- Problem requirements: Only the lines below starting at the one that contains "pub fn default_menu()" and ending at the one that contains "tea flavored with" are to be reproduced, exactly and with both ends kept.

Recorded data:
──────────────────────────────
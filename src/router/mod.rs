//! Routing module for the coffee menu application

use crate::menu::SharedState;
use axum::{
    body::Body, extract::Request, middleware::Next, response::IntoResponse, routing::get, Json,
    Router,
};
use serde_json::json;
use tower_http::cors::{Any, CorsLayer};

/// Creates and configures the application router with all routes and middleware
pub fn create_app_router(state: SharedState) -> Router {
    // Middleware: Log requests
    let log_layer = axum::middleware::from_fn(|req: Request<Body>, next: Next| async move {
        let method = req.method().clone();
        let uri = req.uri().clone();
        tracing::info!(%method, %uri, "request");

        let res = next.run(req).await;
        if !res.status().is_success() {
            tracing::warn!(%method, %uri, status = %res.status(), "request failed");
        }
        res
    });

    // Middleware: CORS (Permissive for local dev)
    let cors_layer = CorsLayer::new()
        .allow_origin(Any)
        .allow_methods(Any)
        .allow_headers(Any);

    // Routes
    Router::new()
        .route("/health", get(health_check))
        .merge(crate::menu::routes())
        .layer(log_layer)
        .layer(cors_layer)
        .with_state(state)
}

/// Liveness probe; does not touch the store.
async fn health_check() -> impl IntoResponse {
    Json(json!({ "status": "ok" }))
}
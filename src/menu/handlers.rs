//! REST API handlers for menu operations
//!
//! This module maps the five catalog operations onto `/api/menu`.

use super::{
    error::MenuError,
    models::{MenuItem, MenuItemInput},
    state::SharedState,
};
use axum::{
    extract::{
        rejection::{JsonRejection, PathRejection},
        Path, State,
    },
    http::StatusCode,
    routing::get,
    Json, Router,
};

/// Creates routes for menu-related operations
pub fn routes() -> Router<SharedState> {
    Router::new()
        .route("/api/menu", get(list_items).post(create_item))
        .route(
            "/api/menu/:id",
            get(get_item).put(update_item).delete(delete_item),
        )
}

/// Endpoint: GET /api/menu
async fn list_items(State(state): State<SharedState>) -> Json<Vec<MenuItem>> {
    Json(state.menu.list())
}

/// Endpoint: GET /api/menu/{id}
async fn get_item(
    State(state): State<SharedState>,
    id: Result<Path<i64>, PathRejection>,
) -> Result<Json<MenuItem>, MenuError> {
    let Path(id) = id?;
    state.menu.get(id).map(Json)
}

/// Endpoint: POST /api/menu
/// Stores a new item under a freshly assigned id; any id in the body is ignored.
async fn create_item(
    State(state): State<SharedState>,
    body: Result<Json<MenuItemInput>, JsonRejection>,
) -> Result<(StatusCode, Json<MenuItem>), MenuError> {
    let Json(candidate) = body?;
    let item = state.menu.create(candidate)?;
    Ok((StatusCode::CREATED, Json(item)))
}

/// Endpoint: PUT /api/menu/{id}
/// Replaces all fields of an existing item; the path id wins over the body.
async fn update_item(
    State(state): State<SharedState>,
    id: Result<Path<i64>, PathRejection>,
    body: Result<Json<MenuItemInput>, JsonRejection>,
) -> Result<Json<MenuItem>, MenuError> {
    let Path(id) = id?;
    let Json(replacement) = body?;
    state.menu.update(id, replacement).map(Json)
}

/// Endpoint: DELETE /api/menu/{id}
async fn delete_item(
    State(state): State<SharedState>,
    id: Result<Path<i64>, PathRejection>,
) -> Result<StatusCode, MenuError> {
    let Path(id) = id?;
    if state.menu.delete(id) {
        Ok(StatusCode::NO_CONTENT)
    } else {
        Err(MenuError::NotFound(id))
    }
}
──────────────────────────────
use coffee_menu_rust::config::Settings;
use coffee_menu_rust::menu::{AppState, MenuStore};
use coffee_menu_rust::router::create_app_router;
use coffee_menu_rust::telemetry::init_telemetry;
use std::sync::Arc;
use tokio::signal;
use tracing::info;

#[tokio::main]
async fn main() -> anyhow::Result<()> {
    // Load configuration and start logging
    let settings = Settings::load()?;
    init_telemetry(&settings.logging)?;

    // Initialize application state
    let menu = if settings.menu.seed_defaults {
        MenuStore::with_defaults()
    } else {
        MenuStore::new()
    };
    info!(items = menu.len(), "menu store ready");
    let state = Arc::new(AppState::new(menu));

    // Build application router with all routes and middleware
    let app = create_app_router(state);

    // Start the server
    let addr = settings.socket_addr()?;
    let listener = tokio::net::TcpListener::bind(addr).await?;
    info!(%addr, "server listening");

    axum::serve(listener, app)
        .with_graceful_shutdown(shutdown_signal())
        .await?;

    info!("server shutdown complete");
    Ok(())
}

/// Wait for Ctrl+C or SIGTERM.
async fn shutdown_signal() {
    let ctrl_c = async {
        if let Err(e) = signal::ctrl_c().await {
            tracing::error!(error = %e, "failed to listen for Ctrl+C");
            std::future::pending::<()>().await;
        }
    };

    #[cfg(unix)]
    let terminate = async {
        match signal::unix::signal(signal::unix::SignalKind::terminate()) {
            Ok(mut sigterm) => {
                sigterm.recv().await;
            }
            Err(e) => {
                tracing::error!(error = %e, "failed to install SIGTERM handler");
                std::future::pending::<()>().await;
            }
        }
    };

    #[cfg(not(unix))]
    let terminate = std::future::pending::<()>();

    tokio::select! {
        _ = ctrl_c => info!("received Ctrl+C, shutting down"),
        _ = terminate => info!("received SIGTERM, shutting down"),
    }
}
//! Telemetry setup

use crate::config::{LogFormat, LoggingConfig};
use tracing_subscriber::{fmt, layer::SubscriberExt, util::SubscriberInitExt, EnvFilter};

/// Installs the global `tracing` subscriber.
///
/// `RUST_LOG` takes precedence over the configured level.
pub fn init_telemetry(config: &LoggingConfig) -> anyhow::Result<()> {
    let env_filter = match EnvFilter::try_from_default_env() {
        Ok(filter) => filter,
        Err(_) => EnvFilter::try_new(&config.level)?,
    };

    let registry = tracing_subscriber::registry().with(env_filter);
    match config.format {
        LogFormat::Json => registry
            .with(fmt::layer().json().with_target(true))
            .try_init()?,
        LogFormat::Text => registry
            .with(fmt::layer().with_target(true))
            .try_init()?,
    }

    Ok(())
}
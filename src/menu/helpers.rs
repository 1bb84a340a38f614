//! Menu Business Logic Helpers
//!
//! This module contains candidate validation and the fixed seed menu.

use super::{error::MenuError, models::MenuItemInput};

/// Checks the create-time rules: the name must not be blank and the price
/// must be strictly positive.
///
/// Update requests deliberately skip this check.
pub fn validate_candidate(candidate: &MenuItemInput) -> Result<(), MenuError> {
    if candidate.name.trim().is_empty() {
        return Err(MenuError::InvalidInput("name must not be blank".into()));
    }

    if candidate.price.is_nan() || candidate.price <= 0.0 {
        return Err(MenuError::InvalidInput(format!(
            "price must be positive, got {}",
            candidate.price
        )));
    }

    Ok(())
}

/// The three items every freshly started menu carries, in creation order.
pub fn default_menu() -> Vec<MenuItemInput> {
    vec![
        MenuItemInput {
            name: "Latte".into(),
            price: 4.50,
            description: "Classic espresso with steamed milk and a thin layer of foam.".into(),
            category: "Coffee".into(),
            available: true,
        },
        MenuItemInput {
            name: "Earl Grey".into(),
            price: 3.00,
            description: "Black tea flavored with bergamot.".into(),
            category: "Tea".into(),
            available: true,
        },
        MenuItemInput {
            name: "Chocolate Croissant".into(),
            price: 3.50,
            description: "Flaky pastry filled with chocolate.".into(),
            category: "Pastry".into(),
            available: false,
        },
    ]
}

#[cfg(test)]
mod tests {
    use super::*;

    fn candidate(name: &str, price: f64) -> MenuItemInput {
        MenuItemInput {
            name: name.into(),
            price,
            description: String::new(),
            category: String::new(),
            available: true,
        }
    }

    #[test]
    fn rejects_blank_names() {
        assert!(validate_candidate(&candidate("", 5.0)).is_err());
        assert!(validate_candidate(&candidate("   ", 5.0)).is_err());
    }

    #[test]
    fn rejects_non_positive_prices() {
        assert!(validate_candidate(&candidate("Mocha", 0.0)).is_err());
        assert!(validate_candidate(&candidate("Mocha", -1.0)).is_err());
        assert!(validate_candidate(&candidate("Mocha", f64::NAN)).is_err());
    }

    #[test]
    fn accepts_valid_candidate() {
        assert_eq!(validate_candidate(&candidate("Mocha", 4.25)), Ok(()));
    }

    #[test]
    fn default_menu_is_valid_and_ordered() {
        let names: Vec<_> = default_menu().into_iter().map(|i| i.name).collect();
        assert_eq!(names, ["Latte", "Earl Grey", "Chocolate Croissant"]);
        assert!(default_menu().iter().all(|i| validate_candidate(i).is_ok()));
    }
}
──────────────────────────────
- Solution:
pub fn default_menu() -> Vec<MenuItemInput> {
    vec![
        MenuItemInput {
            name: "Latte".into(),
            price: 4.50,
            description: "Classic espresso with steamed milk and a thin layer of foam.".into(),
            category: "Coffee".into(),
            available: true,
        },
        MenuItemInput {
            name: "Earl Grey".into(),
            price: 3.00,
            description: "Black tea flavored with bergamot.".into(),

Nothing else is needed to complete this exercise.